Effects of programmed intermittent thoracic paravertebral bolus of levobupivacaine on the spread of sensory block: a randomized, controlled, double-blind study

Abstract

Background and objectives This randomized, controlled, double-blind trial compared the effectiveness of levobupivacaine delivery of a programmed intermittent paravertebral bolus with a continuous paravertebral infusion. Methods Thirty-two consecutively enrolled patients who underwent unilateral video-assisted thoracic surgery were randomized to receive either a programmed intermittent paravertebral bolus of 10 mL of 0.2% levobupivacaine every 2 hours (Bolus group, n=16) or a continuous paravertebral infusion of 0.2% levobupivacaine at 5 mL/hour (Infusion group, n=16) after the operation.
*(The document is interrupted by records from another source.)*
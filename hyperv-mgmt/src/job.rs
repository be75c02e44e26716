//! Job tracking: turning a method result into success or failure.
//!
//! A method either completes synchronously (return code 0), starts a job
//! (4096) that is polled until it reaches a terminal state, or fails with a
//! code from the management error table.

use crate::error::{MgmtError, Result};
use crate::handle::RemoteObjectHandle;
use crate::invoke::{self, MethodCallResult, RETURN_COMPLETED, RETURN_JOB_STARTED};
use crate::method::RemoteMethod;
use crate::session::ManagementSession;
use crate::value::{Properties, PropertyMap};
use serde::{Deserialize, Serialize};
use std::fmt;
use std::time::Duration;
use tokio::time::Instant;
use tokio_util::sync::CancellationToken;
use tracing::{debug, warn};

pub const DEFAULT_POLL_INTERVAL: Duration = Duration::from_millis(500);

/// State of a `Msvm_ConcreteJob`.
#[derive(Debug, Clone, Copy, PartialEq, Eq, Hash, Serialize, Deserialize)]
#[serde(from = "u16", into = "u16")]
pub enum JobState {
    New,
    Starting,
    Running,
    Suspended,
    ShuttingDown,
    Completed,
    Terminated,
    Killed,
    Exception,
    CompletedWithWarnings,
    Other(u16),
}

impl JobState {
    /// The job will not change state again.
    pub fn is_complete(&self) -> bool {
        matches!(
            self,
            JobState::Completed
                | JobState::CompletedWithWarnings
                | JobState::Terminated
                | JobState::Killed
                | JobState::Exception
        )
    }

    pub fn is_successful(&self) -> bool {
        matches!(self, JobState::Completed | JobState::CompletedWithWarnings)
    }
}

impl From<u16> for JobState {
    fn from(code: u16) -> Self {
        match code {
            2 => JobState::New,
            3 => JobState::Starting,
            4 => JobState::Running,
            5 => JobState::Suspended,
            6 => JobState::ShuttingDown,
            7 => JobState::Completed,
            8 => JobState::Terminated,
            9 => JobState::Killed,
            10 => JobState::Exception,
            32768 => JobState::CompletedWithWarnings,
            other => JobState::Other(other),
        }
    }
}

impl From<JobState> for u16 {
    fn from(state: JobState) -> Self {
        match state {
            JobState::New => 2,
            JobState::Starting => 3,
            JobState::Running => 4,
            JobState::Suspended => 5,
            JobState::ShuttingDown => 6,
            JobState::Completed => 7,
            JobState::Terminated => 8,
            JobState::Killed => 9,
            JobState::Exception => 10,
            JobState::CompletedWithWarnings => 32768,
            JobState::Other(code) => code,
        }
    }
}

impl fmt::Display for JobState {
    fn fmt(&self, f: &mut fmt::Formatter<'_>) -> fmt::Result {
        match self {
            JobState::Other(code) => write!(f, "Unknown({code})"),
            other => write!(f, "{other:?}"),
        }
    }
}

/// Meaning of a method return code.
pub fn error_code_meaning(code: u32) -> &'static str {
    match code {
        0 => "Completed with No Error.",
        1 => "Not Supported.",
        2 => "Failed.",
        3 => "Timeout.",
        4 => "Invalid Parameter.",
        5 => "Invalid State.",
        6 => "Invalid Type.",
        4096 => "Method Parameters Checked - Job Started.",
        32768 => "Failed.",
        32769 => "Access Denied.",
        32770 => "Not Supported.",
        32771 => "Status is Unknown.",
        32772 => "Timeout.",
        32773 => "Invalid Parameter.",
        32774 => "System is In Use.",
        32775 => "Invalid State for this Operation.",
        32776 => "Incorrect Data Type.",
        32777 => "System is Not Available.",
        32778 => "Out of Memory.",
        _ => "The Method Failed. The Reason is Unknown.",
    }
}

/// Follows method results to completion.
#[derive(Debug, Clone)]
pub struct JobTracker {
    poll_interval: Duration,
    max_wait: Option<Duration>,
}

impl Default for JobTracker {
    fn default() -> Self {
        Self {
            poll_interval: DEFAULT_POLL_INTERVAL,
            max_wait: None,
        }
    }
}

impl JobTracker {
    /// Without `max_wait`, polling only stops at a terminal state or on cancellation.
    pub fn new(poll_interval: Duration, max_wait: Option<Duration>) -> Self {
        Self {
            poll_interval,
            max_wait,
        }
    }

    pub fn poll_interval(&self) -> Duration {
        self.poll_interval
    }

    pub fn max_wait(&self) -> Option<Duration> {
        self.max_wait
    }

    /// Invoke `method` on `target` and wait for it to finish.
    pub async fn call<M: RemoteMethod>(
        &self,
        session: &ManagementSession,
        target: &RemoteObjectHandle,
        method: &M,
        cancel: &CancellationToken,
    ) -> Result<PropertyMap> {
        let result = invoke::invoke(session, target, method).await?;
        self.resolve(session, result, cancel).await
    }

    /// Resolve a method result into its outputs or an error.
    pub async fn resolve(
        &self,
        session: &ManagementSession,
        result: MethodCallResult,
        cancel: &CancellationToken,
    ) -> Result<PropertyMap> {
        match result.return_code {
            RETURN_COMPLETED => Ok(result.outputs),
            RETURN_JOB_STARTED => self.wait(session, result, cancel).await,
            code => Err(MgmtError::JobFailure {
                method: result.method,
                code: Some(code),
                state: None,
                detail: error_code_meaning(code).to_string(),
            }),
        }
    }

    async fn wait(
        &self,
        session: &ManagementSession,
        result: MethodCallResult,
        cancel: &CancellationToken,
    ) -> Result<PropertyMap> {
        let method = result.method;
        let Some(job) = result.job else {
            return Err(MgmtError::Invocation {
                method,
                reason: "job started but no job reference was returned".to_string(),
            });
        };

        let started = Instant::now();
        let mut polls = 0u32;
        loop {
            // Always re-fetch; job objects are never cached.
            let instance = session.get(&job).await?.ok_or_else(|| MgmtError::Invocation {
                method: method.clone(),
                reason: format!("job {} no longer exists", job.path()),
            })?;
            polls += 1;

            let state = instance
                .get_u64("JobState")
                .and_then(|v| u16::try_from(v).ok())
                .map(JobState::from)
                .ok_or_else(|| MgmtError::Invocation {
                    method: method.clone(),
                    reason: format!("job {} has no JobState", job.path()),
                })?;

            if state.is_complete() {
                if state.is_successful() {
                    debug!(method = %method, polls, %state, "Job completed");
                    return Ok(result.outputs);
                }
                let detail = match instance.get_str("ErrorDescription") {
                    Some(description) if !description.trim().is_empty() => description.to_string(),
                    _ => format!("job ended in state {state}"),
                };
                warn!(method = %method, polls, %state, detail = %detail, "Job failed");
                return Err(MgmtError::JobFailure {
                    method,
                    code: None,
                    state: Some(state),
                    detail,
                });
            }

            let elapsed = started.elapsed();
            let sleep = match self.max_wait {
                Some(max) if elapsed >= max => {
                    return Err(MgmtError::PollTimeout { method, waited: elapsed });
                }
                Some(max) => self.poll_interval.min(max - elapsed),
                None => self.poll_interval,
            };

            tokio::select! {
                biased;
                _ = cancel.cancelled() => {
                    return Err(MgmtError::Cancelled { method });
                }
                _ = tokio::time::sleep(sleep) => {}
            }
        }
    }
}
Postoperatively, after injection of 20 mL of 0.25% levobupivacaine through the paravertebral catheter, a mechanical infusion pump was set depending on the assigned group. The primary efficacy outcome was the number of anesthetized dermatomes 24 hours after the initial bolus of levobupivacaine. The secondary efficacy outcomes included the number of anesthetized dermatomes at other time points, pain at rest and coughing, additional analgesic use and patient acceptance of the analgesic technique. Arterial levobupivacaine concentration was measured to ensure safety. P<0.05 was considered statistically significant. Results The mean (95% CI) number of anesthetized dermatomes 24 hours after the initial bolus of levobupivacaine was significantly larger among subjects receiving programmed intermittent bolus (n=16) compared with those receiving continuous infusion (n=16; 6.8 (5.7–7.9) vs 3.1 (2.0–4.2); p<0.001). The arterial levobupivacaine concentration did not reach a toxic level. Conclusions The programmed intermittent paravertebral bolus of levobupivacaine provided a wider dermatomal spread of sensory block than continuous paravertebral infusion with an identical hourly dose of levobupivacaine. Trial registration number NCT000022532.